ASSIGNMENT - Could you set down exactly the lines in the records below between the line holding "Copy, PartialEq, Serialize, Deserialize, JsonSchema)]" and the line holding "in category order.", inclusive?

Records from a dataset -

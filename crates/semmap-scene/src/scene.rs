//! Scene description handed to a renderer.
//!
//! Everything here is plain data: point sets, labeled points and line
//! segments, each with its own color and a flag saying whether it belongs in
//! the legend.  The layout is serializable so that an out-of-process renderer
//! can consume it; [`SceneDescription::json_schema`] documents the shape.

use schemars::JsonSchema;
use schemars::schema::RootSchema;
use semmap_types::Point3;
use serde::{Deserialize, Serialize};

/// Marker shape for a point set.
#[derive(Debug, Clone, Copy, PartialEq, Eq, Serialize, Deserialize, JsonSchema)]
#[serde(rename_all = "lowercase")]
pub enum MarkerSymbol {
    Circle,
    Square,
    Diamond,
}

/// A group of points drawn with one style.
#[derive(Debug, Clone, PartialEq, Serialize, Deserialize, JsonSchema)]
pub struct PointSet {
    /// Legend entry, when the set has one.
    pub name: Option<String>,
    /// Text drawn next to the points.
    pub label: Option<String>,
    pub points: Vec<Point3>,
    pub color: String,
    pub symbol: MarkerSymbol,
    pub size: f64,
    pub show_in_legend: bool,
}

/// What a connector joins.
#[derive(Debug, Clone, Copy, PartialEq, Eq, Serialize, Deserialize, JsonSchema)]
#[serde(rename_all = "snake_case")]
pub enum EdgeKind {
    /// Category head anchor to one of its members.
    HeadToMember,
    /// The same member on two z-layers.
    Vertical,
    /// A parent detection to one of its children.
    ParentToChild,
}

/// A straight line segment.
#[derive(Debug, Clone, PartialEq, Serialize, Deserialize, JsonSchema)]
pub struct Edge {
    pub kind: EdgeKind,
    pub from: Point3,
    pub to: Point3,
    pub color: String,
    pub width: f64,
}

/// Everything drawn for one category.
#[derive(Debug, Clone, PartialEq, Serialize, Deserialize, JsonSchema)]
pub struct CategoryScene {
    /// Category key as it appears in the detection graph.
    pub key: String,
    /// Display label.
    pub label: String,
    pub color: String,
    /// Palette slot the color came from.
    pub color_index: usize,
    /// Head anchor, drawn as a labeled legend entry.
    pub head: PointSet,
    /// Member clusters, one per configured layer.
    pub clusters: Vec<PointSet>,
    /// Child detections, one set per child.
    pub children: Vec<PointSet>,
    pub edges: Vec<Edge>,
}

impl CategoryScene {
    /// Position of the head anchor.
    pub fn head_position(&self) -> Option<Point3> {
        self.head.points.first().copied()
    }
}

/// Suggested x/y ranges for the camera.
#[derive(Debug, Clone, Copy, PartialEq, Serialize, Deserialize, JsonSchema)]
pub struct ViewBox {
    pub x_range: [f64; 2],
    pub y_range: [f64; 2],
}

/// The assembled scene.  Read-only once built.
#[derive(Debug, Clone, PartialEq, Serialize, Deserialize, JsonSchema)]
pub struct SceneDescription {
    pub obstacles: PointSet,
    /// Categories in first-occurrence order.
    pub categories: Vec<CategoryScene>,
    /// Padded obstacle bounds; absent when there are no obstacles.
    pub view: Option<ViewBox>,
}

impl SceneDescription {
    /// Every edge of every category, in category order.
    pub fn edges(&self) -> impl Iterator<Item = &Edge> {
        self.categories.iter().flat_map(|c| c.edges.iter())
    }

    pub fn edge_count(&self) -> usize {
        self.categories.iter().map(|c| c.edges.len()).sum()
    }

    /// Number of points across all point sets, obstacles included.
    pub fn point_count(&self) -> usize {
        self.obstacles.points.len()
            + self
                .categories
                .iter()
                .map(|c| {
                    c.head.points.len()
                        + c.clusters.iter().map(|s| s.points.len()).sum::<usize>()
                        + c.children.iter().map(|s| s.points.len()).sum::<usize>()
                })
                .sum::<usize>()
    }

    /// Look up a category by key.
    pub fn category(&self, key: &str) -> Option<&CategoryScene> {
        self.categories.iter().find(|c| c.key == key)
    }

    /// JSON schema of the serialized scene.
    pub fn json_schema() -> RootSchema {
        schemars::schema_for!(SceneDescription)
    }
}

#[cfg(test)]
mod tests {
    use super::*;

    fn set(points: Vec<Point3>) -> PointSet {
        PointSet {
            name: None,
            label: None,
            points,
            color: "black".into(),
            symbol: MarkerSymbol::Circle,
            size: 1.0,
            show_in_legend: false,
        }
    }

    fn edge() -> Edge {
        Edge {
            kind: EdgeKind::Vertical,
            from: Point3::new(0.0, 0.0, 2.5),
            to: Point3::new(0.0, 0.0, 0.0),
            color: "red".into(),
            width: 0.5,
        }
    }

    #[test]
    fn counts_cover_every_primitive() {
        let scene = SceneDescription {
            obstacles: set(vec![Point3::zero(); 3]),
            categories: vec![CategoryScene {
                key: "lamp".into(),
                label: "Lamp".into(),
                color: "red".into(),
                color_index: 0,
                head: set(vec![Point3::new(30.0, 0.0, 5.0)]),
                clusters: vec![set(vec![Point3::zero(); 2]), set(vec![Point3::zero(); 2])],
                children: vec![set(vec![Point3::zero()])],
                edges: vec![edge(), edge()],
            }],
            view: None,
        };
        assert_eq!(scene.point_count(), 3 + 1 + 4 + 1);
        assert_eq!(scene.edge_count(), 2);
        assert_eq!(scene.edges().count(), 2);
        assert_eq!(
            scene.category("lamp").and_then(|c| c.head_position()),
            Some(Point3::new(30.0, 0.0, 5.0))
        );
        assert!(scene.category("sofa").is_none());
    }

    #[test]
    fn enums_use_renderer_friendly_names() {
        assert_eq!(
            serde_json::to_string(&EdgeKind::HeadToMember).unwrap(),
            "\"head_to_member\""
        );
        assert_eq!(
            serde_json::to_string(&MarkerSymbol::Diamond).unwrap(),
            "\"diamond\""
        );
    }

    #[test]
    fn schema_names_top_level_fields() {
        let schema = serde_json::to_value(SceneDescription::json_schema()).unwrap();
        let props = &schema["properties"];
        assert!(props.get("obstacles").is_some());
        assert!(props.get("categories").is_some());
        assert!(props.get("view").is_some());
    }
}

RESULT OF THE TASK -
#[derive(Debug, Clone, Copy, PartialEq, Serialize, Deserialize, JsonSchema)]
pub struct ViewBox {
    pub x_range: [f64; 2],
    pub y_range: [f64; 2],
}

/// The assembled scene.  Read-only once built.
#[derive(Debug, Clone, PartialEq, Serialize, Deserialize, JsonSchema)]
pub struct SceneDescription {
    pub obstacles: PointSet,
    /// Categories in first-occurrence order.
    pub categories: Vec<CategoryScene>,
    /// Padded obstacle bounds; absent when there are no obstacles.
    pub view: Option<ViewBox>,
}

impl SceneDescription {
    /// Every edge of every category, in category order.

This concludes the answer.